Gil also knows that our local tech industry has many successful people who don't have degrees. I've probably told the story here before but back in the late 1990s I had a call from a recruiter looking for a multi-media acquisitions manager. I wasn't interested but told her I knew someone who would be very good at it. She stressed the company, Coca-Cola (which for some reason wanted to get into this), required a degree and the guy I knew did not have one but he would have done a bang up job. Maybe the reason we don't associate Coca-Cola with multi-media is that they hired someone "with a degree" who didn't know shit. :-D

On 12/24/2014 10:15 AM, TurquoiseBee [email protected] [FairfieldLife] wrote:
*/Although I am a college grad (B.A. in English), your post made me think back to a time at ILOG in France in which some HR geek from the company pointed out to me at a large convention (with some derision) that I was the only person in the company without a Ph.D.
/*
*/
/*
*/I got a chance to remind him of that later during the convention, when it became obvious that the only person in the building who had suggested out loud that it really *wasn't* a good idea to rip off the entire interface of a Microsoft product and pass it off as your own was me.
/*
*/
/*
*/Yes, they really did that, and yes, the *only* person in the building who was on record as having spoken up about it and having told them not to do it was me. If the Microsoft rep who spotted it on a screen in our booth hadn't had a sense of humor and told them to "take it down and never display it in public again," these Ph.D.'s assumption that they "knew it all" could have cost the company millions of dollars, or its very existence. /*



------------------------------------------------------------------------
*From:* "Bhairitu [email protected] [FairfieldLife]" <[email protected]>
*To:* "[email protected]" <[email protected]>
*Sent:* Wednesday, December 24, 2014 6:57 PM
*Subject:* [FairfieldLife] Now we know why NEO is so bad

It was designed by a bunch of college grads:

http://www.salon.com/2014/12/23/gwyneth_paltrow_reportedly_not_educated_enough_for_marissa_mayer/

A college degree or education won't make you a great programmer any more
than a college degree in music will make you a great musician. I know
many a college dropout who has done well in life. I also know people
with advanced degrees who don't know their field very well at all. Hey,
but they have those letters after their name. Yup, a degree doesn't say
much especially if you graduated with a C- average.

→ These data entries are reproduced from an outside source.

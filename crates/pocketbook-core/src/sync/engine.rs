//! Pull / push between the local store and the remote record
//!
//! Conflict policy is last-writer-wins on whole snapshots: a pull makes the
//! remote authoritative for every key it carries, a push replaces the
//! remote record with the local snapshot. Nothing is ever deleted; a key
//! missing on one side means "unknown".

use std::sync::atomic::{AtomicU64, Ordering};
use std::sync::{Arc, Mutex, MutexGuard};

use chrono::Utc;
use tracing::{debug, info, warn};

use crate::error::{SyncError, SyncResult};
use crate::events::ChangeBus;
use crate::focus::{InputFocus, NoFocus};
use crate::identity::UserId;
use crate::keys::synced_keys;
use crate::local::LocalStore;
use crate::payload::SyncedPayload;
use crate::remote::RemoteStore;
use crate::session::{ReloadDecision, ReloadThrottle, SyncSession};

/// Result of a pull
#[derive(Debug, Clone, PartialEq, Eq)]
pub enum PullOutcome {
    /// Nothing stored remotely for this identity yet
    NoRemoteData,
    /// Local store already matches every remote key
    UpToDate,
    /// These local keys were overwritten with remote values
    Merged { keys: Vec<String> },
}

/// Why a push did not run
#[derive(Debug, Clone, Copy, PartialEq, Eq)]
pub enum SkipReason {
    /// Another push is still outstanding
    InFlight,
    /// The user is typing into a field
    Typing,
    /// No pull has succeeded in this session yet
    NoBaseline,
}

/// Result of a push
#[derive(Debug, Clone, Copy, PartialEq, Eq)]
pub enum PushOutcome {
    /// Same content as the last push; no request sent
    Unchanged,
    /// Remote record replaced
    Pushed,
    /// Dropped without touching the network
    Skipped(SkipReason),
}

/// Result of establishing an identity
#[derive(Debug, Clone, PartialEq, Eq)]
pub enum BootstrapOutcome {
    /// Local data was replaced; dependent state must reload before continuing
    ReloadRequired { keys: Vec<String> },
    /// Baseline established, steady state can begin
    Ready {
        pull: PullOutcome,
        push: PushOutcome,
        /// Data changed but the reload was throttled
        refresh_suggested: bool,
    },
}

/// Sync engine for one device
pub struct SyncEngine {
    local: Arc<dyn LocalStore>,
    remote: Arc<dyn RemoteStore>,
    focus: Arc<dyn InputFocus>,
    throttle: ReloadThrottle,
    bus: ChangeBus,
    keys: Vec<String>,
    session: Mutex<SyncSession>,
    /// Bumped on every login/logout so late results of old sessions are dropped
    epoch: AtomicU64,
}

/// Clears the push-in-flight flag when the push finishes or is cancelled
struct PushGuard<'a> {
    engine: &'a SyncEngine,
    epoch: u64,
}

impl Drop for PushGuard<'_> {
    fn drop(&mut self) {
        if self.engine.is_current(self.epoch) {
            self.engine.lock_session().push_in_flight = false;
        }
    }
}

impl SyncEngine {
    pub fn new(
        local: Arc<dyn LocalStore>,
        remote: Arc<dyn RemoteStore>,
        throttle: ReloadThrottle,
    ) -> Self {
        Self {
            local,
            remote,
            focus: Arc::new(NoFocus),
            throttle,
            bus: ChangeBus::new(),
            keys: synced_keys(),
            session: Mutex::new(SyncSession::default()),
            epoch: AtomicU64::new(0),
        }
    }

    /// Use `focus` to hold back pushes while the user types
    pub fn with_focus(mut self, focus: Arc<dyn InputFocus>) -> Self {
        self.focus = focus;
        self
    }

    pub fn local(&self) -> &Arc<dyn LocalStore> {
        &self.local
    }

    pub fn bus(&self) -> &ChangeBus {
        &self.bus
    }

    pub fn keys(&self) -> &[String] {
        &self.keys
    }

    pub fn throttle(&self) -> &ReloadThrottle {
        &self.throttle
    }

    /// Copy of the current session state
    pub fn session(&self) -> SyncSession {
        self.lock_session().clone()
    }

    // ==================== Session lifecycle ====================

    /// Start (or keep) a session for `identity`
    ///
    /// Switching identity discards everything learned about the previous one.
    pub fn begin_session(&self, identity: UserId) {
        let mut session = self.lock_session();
        if session.identity.as_ref() == Some(&identity) {
            return;
        }
        self.epoch.fetch_add(1, Ordering::SeqCst);
        debug!("Sync session started for {}", identity);
        *session = SyncSession::for_identity(identity);
    }

    /// Tear the session down (logout)
    pub fn end_session(&self) {
        let mut session = self.lock_session();
        if session.identity.is_none() {
            return;
        }
        self.epoch.fetch_add(1, Ordering::SeqCst);
        session.clear();
        debug!("Sync session ended");
    }

    // ==================== Operations ====================

    /// Bring remote changes into the local store
    pub async fn pull(&self, identity: &UserId) -> SyncResult<PullOutcome> {
        let epoch = self.active_epoch(identity)?;

        let record = self.remote.fetch_record(identity).await?;
        if !self.is_current(epoch) {
            return Err(SyncError::NotLoggedIn);
        }

        let Some(record) = record else {
            self.mark_baseline(epoch);
            debug!("No remote data for {}", identity);
            return Ok(PullOutcome::NoRemoteData);
        };

        let remote = record.payload.restricted_to(&self.keys);
        let mut changed = Vec::new();
        for (key, value) in remote.iter() {
            if self.local.get(key)?.as_deref() != Some(value) {
                changed.push(key.to_string());
            }
        }

        if changed.is_empty() {
            self.mark_baseline(epoch);
            debug!("Local store up to date with remote ({})", record.updated_at);
            return Ok(PullOutcome::UpToDate);
        }

        for key in &changed {
            if let Some(value) = remote.get(key) {
                self.local.set(key, value)?;
            }
        }
        self.mark_baseline(epoch);

        for key in &changed {
            self.bus.publish(key.clone());
        }
        info!(
            "Merged {} key(s) from remote ({}): {}",
            changed.len(),
            record.updated_at,
            changed.join(", ")
        );

        Ok(PullOutcome::Merged { keys: changed })
    }

    /// Replace the remote record with `payload`
    ///
    /// Dropped when another push is in flight; a no-op when the payload
    /// matches the last one pushed.
    pub async fn push(&self, identity: &UserId, payload: SyncedPayload) -> SyncResult<PushOutcome> {
        let epoch = self.active_epoch(identity)?;
        let payload = payload.restricted_to(&self.keys);
        let digest = payload.digest();

        let _guard = {
            let mut session = self.lock_session();
            if session.push_in_flight {
                debug!("Push dropped, another push is in flight");
                return Ok(PushOutcome::Skipped(SkipReason::InFlight));
            }
            if session.last_pushed_digest.as_deref() == Some(digest.as_str()) {
                return Ok(PushOutcome::Unchanged);
            }
            session.push_in_flight = true;
            PushGuard {
                engine: self,
                epoch,
            }
        };

        self.remote
            .upsert_record(identity, &payload, Utc::now())
            .await?;

        if self.is_current(epoch) {
            self.lock_session().last_pushed_digest = Some(digest);
        }
        info!("Pushed {} key(s) for {}", payload.len(), identity);
        Ok(PushOutcome::Pushed)
    }

    /// Push the current local snapshot
    pub async fn push_snapshot(&self, identity: &UserId) -> SyncResult<PushOutcome> {
        let payload = self.local.snapshot(&self.keys)?;
        self.push(identity, payload).await
    }

    /// Scheduled push: skipped while busy, typing, or before the first pull
    pub async fn push_tick(&self, identity: &UserId) -> SyncResult<PushOutcome> {
        {
            let session = self.lock_session();
            if session.identity.as_ref() != Some(identity) {
                return Err(SyncError::NotLoggedIn);
            }
            if session.push_in_flight {
                return Ok(PushOutcome::Skipped(SkipReason::InFlight));
            }
            if !session.baseline_established {
                return Ok(PushOutcome::Skipped(SkipReason::NoBaseline));
            }
        }

        if self.focus.is_text_entry_focused() {
            debug!("Push tick skipped, text entry focused");
            return Ok(PushOutcome::Skipped(SkipReason::Typing));
        }

        self.push_snapshot(identity).await
    }

    /// Apply the reload throttle to a pull that changed local data
    pub fn reload_decision(&self) -> ReloadDecision {
        self.throttle.decide(Utc::now())
    }

    /// Establish the baseline for a freshly logged-in identity
    ///
    /// `allow_reload` is false when this bootstrap already follows a
    /// reload, so a bootstrap can restart itself at most once.
    pub async fn bootstrap(
        &self,
        identity: &UserId,
        allow_reload: bool,
    ) -> SyncResult<BootstrapOutcome> {
        self.begin_session(identity.clone());

        let pull = self.pull(identity).await?;

        let mut refresh_suggested = false;
        if let PullOutcome::Merged { ref keys } = pull {
            let decision = if allow_reload {
                self.reload_decision()
            } else {
                ReloadDecision::Notify
            };
            match decision {
                ReloadDecision::Reload => {
                    return Ok(BootstrapOutcome::ReloadRequired { keys: keys.clone() })
                }
                ReloadDecision::Notify => refresh_suggested = true,
            }
        }

        let push = self.push_snapshot(identity).await.map_err(|e| {
            warn!("Initial push failed: {}", e);
            e
        })?;

        Ok(BootstrapOutcome::Ready {
            pull,
            push,
            refresh_suggested,
        })
    }

    // ==================== Internals ====================

    fn lock_session(&self) -> MutexGuard<'_, SyncSession> {
        self.session
            .lock()
            .unwrap_or_else(|poisoned| poisoned.into_inner())
    }

    fn active_epoch(&self, identity: &UserId) -> SyncResult<u64> {
        let session = self.lock_session();
        if session.identity.as_ref() != Some(identity) {
            return Err(SyncError::NotLoggedIn);
        }
        Ok(self.epoch.load(Ordering::SeqCst))
    }

    fn is_current(&self, epoch: u64) -> bool {
        self.epoch.load(Ordering::SeqCst) == epoch
    }

    fn mark_baseline(&self, epoch: u64) {
        if self.is_current(epoch) {
            self.lock_session().baseline_established = true;
        }
    }
}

In the computer science field, very few colleges were teaching it right
until about 2000. I even sat on a an computer science advisory board
for one college where the profs, scared of losing their tenure, needed
help with setting up a curriculum that would get their graduates jobs.
By the mid 1990s programming in Pascal was not going to cut it. I hired
more people who were self taught out of books and magazines than folks
with a computer science degree. These people were very productive.

I'm not against education by any means but I have for colleges being
about getting an eduction and not just a piece of paper.